The need to convert promising biologically-active molecules to effective therapeutic agents as rapidly as possible is driven by the limited length of proprietary protection and more urgently by the importance of more immediate treatment of life-threatening and debilitating diseases. Recent studies have highlighted the utility of targetted visualization of disease and delivery as a more effective alternatives to traditional methods.

We are interested in novel, multicomponent and targeted approaches to drug delivery that involves the synthesis of modified macromolecule conjugates e.g., glycoproteins, in conjunction with the design and synthesis of sugar-based drugs.

This strategy has led to the development of the "LEAPT" drug delivery system [pub 55] and glycoviruses for targeted delivery in gene therapy.[pub 60]

These principles of sugar-targeting have been extended to libraries of glycopolymeric prodrugs that have been used, for example, to extend the lifetime of sperm through targeted antioxidant delivery.[pub 70]

If successful in clinic, these approaches will lead to lower drug doses and reduced adverse side effects.

We have developed methods for accessing a wide range of conjugates as tools for in vivo imaging, probing and manipulation.[pub 74]
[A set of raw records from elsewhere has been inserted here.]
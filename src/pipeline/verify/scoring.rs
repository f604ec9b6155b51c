use serde::Serialize;

use crate::models::Judgement;

/// Novelty score (percent) and publication priority for a verified level.
#[derive(Debug, Clone, Copy, PartialEq, Eq, Serialize)]
pub struct NoveltyVerdict {
    pub score: u8,
    pub judgement: Judgement,
}

/// Fixed mapping from the verified max level to the verdict.
pub fn verdict_for_level(level: u8) -> NoveltyVerdict {
    let (score, judgement) = match level {
        4.. => (15, Judgement::Low),
        3 => (40, Judgement::Low),
        2 => (70, Judgement::Moderate),
        _ => (90, Judgement::High),
    };
    NoveltyVerdict { score, judgement }
}
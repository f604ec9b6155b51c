use serde::{Deserialize, Serialize};
use serde_json::Value;

/// One paper assessment as claimed by the model. Nothing here is trusted
/// until it has been checked against the retrieved abstract.
#[derive(Debug, Clone, PartialEq)]
pub struct PaperEvaluation {
    /// The model's paper reference exactly as it appeared (`3`, `"P3"`, ...).
    pub paper_ref: Value,
    /// Asserted match level, already clamped into 1..=4.
    pub asserted_level: u8,
    pub matched_elements: String,
    pub unmatched_elements: String,
    pub difference: String,
    pub evidence_quotes: Vec<String>,
}

/// Why a verified level differs from the asserted one.
#[derive(Debug, Clone, Copy, PartialEq, Eq, Serialize, Deserialize)]
pub enum VerificationNote {
    #[serde(rename = "no evidence provided")]
    NoEvidence,
    #[serde(rename = "hallucinated evidence invalidated")]
    Hallucinated,
    #[serde(rename = "partial evidence match")]
    PartialMatch,
}

impl VerificationNote {
    pub fn as_str(&self) -> &'static str {
        match self {
            Self::NoEvidence => "no evidence provided",
            Self::Hallucinated => "hallucinated evidence invalidated",
            Self::PartialMatch => "partial evidence match",
        }
    }
}

impl std::fmt::Display for VerificationNote {
    fn fmt(&self, f: &mut std::fmt::Formatter<'_>) -> std::fmt::Result {
        f.write_str(self.as_str())
    }
}

/// A paper assessment after evidence verification.
#[derive(Debug, Clone, PartialEq, Eq, Serialize)]
pub struct VerifiedCitation {
    /// 1-based position of the paper in the evaluation prompt.
    pub paper_index: usize,
    pub pmid: String,
    pub title: String,
    pub doi: Option<String>,
    pub url: String,
    pub verified_level: u8,
    pub asserted_level: u8,
    /// Only quotations found in the abstract, as the model wrote them.
    pub evidence_quotes: Vec<String>,
    pub verification_note: Option<VerificationNote>,
    pub matched_elements: String,
    pub unmatched_elements: String,
    pub difference: String,
}

#[derive(Debug, Clone, Default, PartialEq, Eq, Serialize)]
pub struct VerificationOutcome {
    /// Sorted by verified level, highest first.
    pub citations: Vec<VerifiedCitation>,
    /// Highest verified level, 0 when nothing survived.
    pub max_level: u8,
    pub system_notes: Vec<String>,
}
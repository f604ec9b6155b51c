//! Vocabulary validation of model-proposed query blocks.
//!
//! No controlled term reaches the query without a confirmed lookup: failed
//! lookups count as invalid and the term is searched as free text instead.

use std::sync::LazyLock;

use futures_util::future::join_all;
use regex::Regex;

use super::types::{QueryBlock, TermCheck, ValidatedBlock};
use crate::pipeline::context::VocabularyCache;
use crate::pipeline::literature::VocabularyLookup;

/// Inline field tags such as `[mh]`, `[MeSH Terms]`, `[majr]`, `[tiab]`.
static FIELD_TAG_RE: LazyLock<Regex> = LazyLock::new(|| Regex::new(r"\s*\[[^\]]*\]").unwrap());

const QUOTE_CHARS: &[char] = &['"', '\'', '\u{201C}', '\u{201D}', '\u{2018}', '\u{2019}'];

/// Double quotes would end the `"term"[tag]` phrase early.
const INNER_DOUBLE_QUOTES: &[char] = &['"', '\u{201C}', '\u{201D}'];

/// Strip field tags, quotes and surrounding whitespace from a proposed term.
pub fn clean_term(raw: &str) -> String {
    let untagged = FIELD_TAG_RE.replace_all(raw, "");
    let unquoted = untagged
        .trim()
        .trim_matches(QUOTE_CHARS)
        .replace(INNER_DOUBLE_QUOTES, " ");
    unquoted.split_whitespace().collect::<Vec<_>>().join(" ")
}

/// Cleaned, non-empty terms without exact duplicates, in proposal order.
fn unique_clean_terms(raw: &[String]) -> Vec<String> {
    let mut terms: Vec<String> = Vec::new();
    for term in raw.iter().map(|t| clean_term(t)) {
        if !term.is_empty() && !terms.contains(&term) {
            terms.push(term);
        }
    }
    terms
}

async fn lookup<V: VocabularyLookup>(vocabulary: &V, term: &str) -> bool {
    match vocabulary.is_descriptor(term).await {
        Ok(valid) => valid,
        Err(e) => {
            tracing::warn!(term, error = %e, "Vocabulary lookup failed, treating term as invalid");
            false
        }
    }
}

/// Validate every block's controlled terms and build its clauses.
///
/// Uncached terms of one block are looked up concurrently; outcomes are
/// recorded in term order so the cache contents do not depend on timing.
pub async fn validate_blocks<V: VocabularyLookup>(
    blocks: &[QueryBlock],
    vocabulary: &V,
    cache: &mut VocabularyCache,
) -> Vec<ValidatedBlock> {
    let mut validated = Vec::with_capacity(blocks.len());

    for block in blocks {
        let terms = unique_clean_terms(&block.mesh_terms);
        let pending: Vec<&String> = terms.iter().filter(|t| cache.get(t).is_none()).collect();

        let outcomes = join_all(pending.iter().map(|term| lookup(vocabulary, term))).await;
        for (term, valid) in pending.iter().zip(outcomes) {
            cache.record(term, valid);
        }

        let checks: Vec<TermCheck> = terms
            .into_iter()
            .map(|term| {
                let valid = cache.get(&term).unwrap_or(false);
                TermCheck { term, valid }
            })
            .collect();

        let free_text: Vec<String> = block
            .free_text_terms
            .iter()
            .map(|t| clean_term(t))
            .collect();

        let result = ValidatedBlock::assemble(&block.concept, checks, &free_text);
        tracing::debug!(
            concept = %block.concept,
            valid = result.checks().iter().filter(|c| c.valid).count(),
            demoted = result.checks().iter().filter(|c| !c.valid).count(),
            "Validated query block"
        );
        validated.push(result);
    }

    validated
}

#[cfg(test)]
mod tests {
    use super::*;
    use crate::pipeline::testing::FakeVocabulary;

    fn block(concept: &str, mesh: &[&str], free: &[&str]) -> QueryBlock {
        QueryBlock {
            concept: concept.into(),
            mesh_terms: mesh.iter().map(|s| s.to_string()).collect(),
            free_text_terms: free.iter().map(|s| s.to_string()).collect(),
        }
    }

    #[test]
    fn clean_term_strips_tags_and_quotes() {
        assert_eq!(clean_term("\"Bronchial Spasm\"[mh]"), "Bronchial Spasm");
        assert_eq!(clean_term("  Asthma [MeSH Terms] "), "Asthma");
        assert_eq!(clean_term("\u{201C}Sugammadex\u{201D}[majr]"), "Sugammadex");
        assert_eq!(clean_term("[mh]"), "");
    }

    #[test]
    fn clean_term_removes_inner_double_quotes() {
        assert_eq!(clean_term("Crohn\"s Disease"), "Crohn s Disease");
        assert_eq!(clean_term("\"post\" \"extubation\"[tiab]"), "post extubation");
        assert_eq!(clean_term("  \"\"  "), "");

        let block = ValidatedBlock::assemble("Condition", vec![], &[clean_term("a \"b\" c")]);
        assert_eq!(block.combined_clause(), Some("\"a b c\"[tiab]"));
    }

    #[tokio::test]
    async fn valid_terms_become_controlled_clauses() {
        let vocabulary = FakeVocabulary::with_valid(&["Bronchial Spasm", "Sugammadex"]);
        let mut cache = VocabularyCache::default();
        let blocks = vec![
            block("Condition", &["Bronchial Spasm[mh]"], &["bronchospasm"]),
            block("Trigger", &["Sugammadex"], &[]),
        ];

        let validated = validate_blocks(&blocks, &vocabulary, &mut cache).await;

        assert_eq!(
            validated[0].combined_clause(),
            Some("(\"Bronchial Spasm\"[mh] OR \"bronchospasm\"[tiab])")
        );
        assert_eq!(validated[1].combined_clause(), Some("\"Sugammadex\"[mh]"));
    }

    #[tokio::test]
    async fn lookup_failure_fails_closed() {
        let vocabulary = FakeVocabulary::failing();
        let mut cache = VocabularyCache::default();
        let blocks = vec![block("Condition", &["Anaphylaxis"], &[])];

        let validated = validate_blocks(&blocks, &vocabulary, &mut cache).await;

        assert_eq!(validated[0].controlled_clause(), None);
        assert_eq!(validated[0].combined_clause(), Some("\"Anaphylaxis\"[tiab]"));
        assert_eq!(cache.get("Anaphylaxis"), Some(false));
    }

    #[tokio::test]
    async fn terms_are_looked_up_once_per_run() {
        let vocabulary = FakeVocabulary::with_valid(&["Asthma"]);
        let mut cache = VocabularyCache::default();
        let blocks = vec![
            block("A", &["Asthma", "\"Asthma\"[mh]"], &[]),
            block("B", &["Asthma[majr]"], &[]),
        ];

        validate_blocks(&blocks, &vocabulary, &mut cache).await;

        assert_eq!(vocabulary.calls(), 1);
        assert_eq!(cache.len(), 1);
    }

    #[tokio::test]
    async fn unknown_terms_are_demoted_to_free_text() {
        let vocabulary = FakeVocabulary::with_valid(&["Hypotension"]);
        let mut cache = VocabularyCache::default();
        let blocks = vec![block(
            "Condition",
            &["Hypotension", "Refractory Vasoplegia"],
            &["refractory vasoplegia"],
        )];

        let validated = validate_blocks(&blocks, &vocabulary, &mut cache).await;

        assert_eq!(validated[0].free_text_terms(), &["refractory vasoplegia".to_string()]);
        assert!(validated[0]
            .checks()
            .iter()
            .any(|c| c.term == "Refractory Vasoplegia" && !c.valid));
    }
}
This work is based on an understanding of the key processes on a structural level and the use of those principles to develop targeted, functional and responsive molecular medicine strategies.

This work includes drug and gene delivery, synthetic protein assembly and smart agents (including ready labelling strategies[pub 142][pub 161]) for imaging.

Examples of bioconjugate tools include re-tuned viruses [pub 60], carbon nanotubes [pub 137], functional MRI particles for detecting brain disease[pub 106] and single-molecule sensors of pathogens and toxins.

This work is conducted with many collaborators including Prof Len Seymour, Prof Malcolm Green, Prof Kostas Kostarelos, Dr Daniel Anthony, Prof Nicola Sibson, Prof Robin Choudhury, Prof Hagan Bayley.